Work instruction
Please state the number of lines in the material below that contain "crate", with no other words.

§ §

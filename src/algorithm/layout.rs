// Localizador de la disposición de una hoja de día: fila de horas de clase,
// fila de horas de laboratorio y columna de sala. Ninguna está en una posición
// fija entre revisiones de la planilla, salvo la fila de horas de clase.

use log::debug;

use crate::algorithm::entry::{clean_room, embedded_time_re};
use crate::models::{SessionType, Sheet};

/// Filas reservadas para las etiquetas de lote.
pub const HEADER_BAND_ROWS: usize = 4;
/// Fila (base 0) con las franjas horarias de clase, justo encima de los datos.
pub const CLASS_TIME_ROW: usize = 4;
/// Primera fila de datos (base 0).
pub const FIRST_DATA_ROW: usize = 5;

const ROOM_SCAN_ROWS: usize = 10;
const ROOM_KEYWORDS: [&str; 6] = ["room", "rooms", "room no", "room number", "location", "venue"];
const LAB_MARKER: &str = "Lab";

/// Cómo se encontró la columna de sala.
#[derive(Debug, Clone, Copy, PartialEq, Eq)]
pub enum RoomColumnSource {
    /// Rótulo de cabecera ("Room", "Venue", ...)
    Header,
    /// Primera celda numérica o con "room"/"lab"
    Heuristic,
    /// Ninguna pista: columna 0
    Default,
}

#[derive(Debug, Clone)]
pub struct SheetLayout {
    pub class_time_row: usize,
    pub lab_time_row: Option<usize>,
    pub room_column: usize,
    pub room_source: RoomColumnSource,
    /// Columnas cuyo encabezado (clase o lab) contiene una hora, ordenadas.
    time_columns: Vec<usize>,
}

impl SheetLayout {
    pub fn locate(sheet: &Sheet) -> SheetLayout {
        let lab_time_row = find_lab_time_row(sheet);
        let (room_column, room_source) = find_room_column(sheet);

        let width = sheet.rows.iter().map(|r| r.len()).max().unwrap_or(0);
        let header_rows: Vec<usize> = std::iter::once(CLASS_TIME_ROW).chain(lab_time_row).collect();
        let time_columns: Vec<usize> = (0..width)
            .filter(|&col| {
                header_rows
                    .iter()
                    .any(|&row| embedded_time_re().is_match(sheet.display_text(row, col)))
            })
            .collect();

        debug!(
            "sheet '{}': lab header {:?}, room column {} ({:?}), {} time columns",
            sheet.title,
            lab_time_row,
            room_column,
            room_source,
            time_columns.len()
        );

        SheetLayout {
            class_time_row: CLASS_TIME_ROW,
            lab_time_row,
            room_column,
            room_source,
            time_columns,
        }
    }

    /// Las filas posteriores al rótulo "Lab" son siempre laboratorios.
    pub fn row_kind(&self, row: usize) -> SessionType {
        match self.lab_time_row {
            Some(lab) if row > lab => SessionType::Lab,
            _ => SessionType::Class,
        }
    }

    /// Índices de filas de datos; la propia fila de horas de laboratorio se omite.
    pub fn data_rows<'a>(&'a self, sheet: &'a Sheet) -> impl Iterator<Item = usize> + 'a {
        (FIRST_DATA_ROW..sheet.rows.len()).filter(move |&r| Some(r) != self.lab_time_row)
    }

    /// Franja horaria de la cabecera para la columna. Las filas de laboratorio
    /// leen la fila "Lab" y, si está vacía en esa columna, la de clases.
    pub fn header_time(&self, sheet: &Sheet, col: usize, kind: SessionType) -> Option<String> {
        let from_row = |row: usize| {
            let text = sheet.display_text(row, col);
            if text.is_empty() {
                None
            } else {
                Some(text.to_string())
            }
        };
        match (kind, self.lab_time_row) {
            (SessionType::Lab, Some(lab)) => from_row(lab).or_else(|| from_row(self.class_time_row)),
            _ => from_row(self.class_time_row),
        }
    }

    /// Posición de la columna entre las columnas con hora de la hoja.
    pub fn column_rank(&self, col: usize) -> usize {
        self.time_columns.partition_point(|&c| c < col)
    }

    pub fn room_for_row(&self, sheet: &Sheet, row: usize) -> String {
        clean_room(sheet.display_text(row, self.room_column))
    }
}

/// Primera fila cuya columna 0 dice "Lab". Sólo se miran filas de datos: la
/// banda de cabecera puede nombrar lotes o cursos de laboratorio y no marca
/// el inicio del bloque.
fn find_lab_time_row(sheet: &Sheet) -> Option<usize> {
    (FIRST_DATA_ROW..sheet.rows.len()).find(|&r| sheet.text(r, 0).contains(LAB_MARKER))
}

fn is_room_keyword(text: &str) -> bool {
    let norm = text.trim().to_lowercase();
    let norm = norm.trim_end_matches(|c: char| c == '.' || c == ':').trim();
    ROOM_KEYWORDS.contains(&norm)
}

fn looks_like_room(text: &str) -> bool {
    let starts_numeric = text.chars().next().map(|c| c.is_ascii_digit()).unwrap_or(false) && !text.contains(':');
    let lower = text.to_lowercase();
    starts_numeric || lower.contains("room") || lower.contains("lab")
}

/// Rótulo conocido en las 10 primeras filas, luego heurística, luego columna 0.
fn find_room_column(sheet: &Sheet) -> (usize, RoomColumnSource) {
    let scan = || sheet.rows.iter().take(ROOM_SCAN_ROWS);

    for row in scan() {
        if let Some(col) = row.iter().position(|c| is_room_keyword(&c.text)) {
            return (col, RoomColumnSource::Header);
        }
    }

    for row in scan() {
        if let Some(col) = row.iter().position(|c| looks_like_room(c.text.trim())) {
            return (col, RoomColumnSource::Heuristic);
        }
    }

    (0, RoomColumnSource::Default)
}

§ §

Answer space
2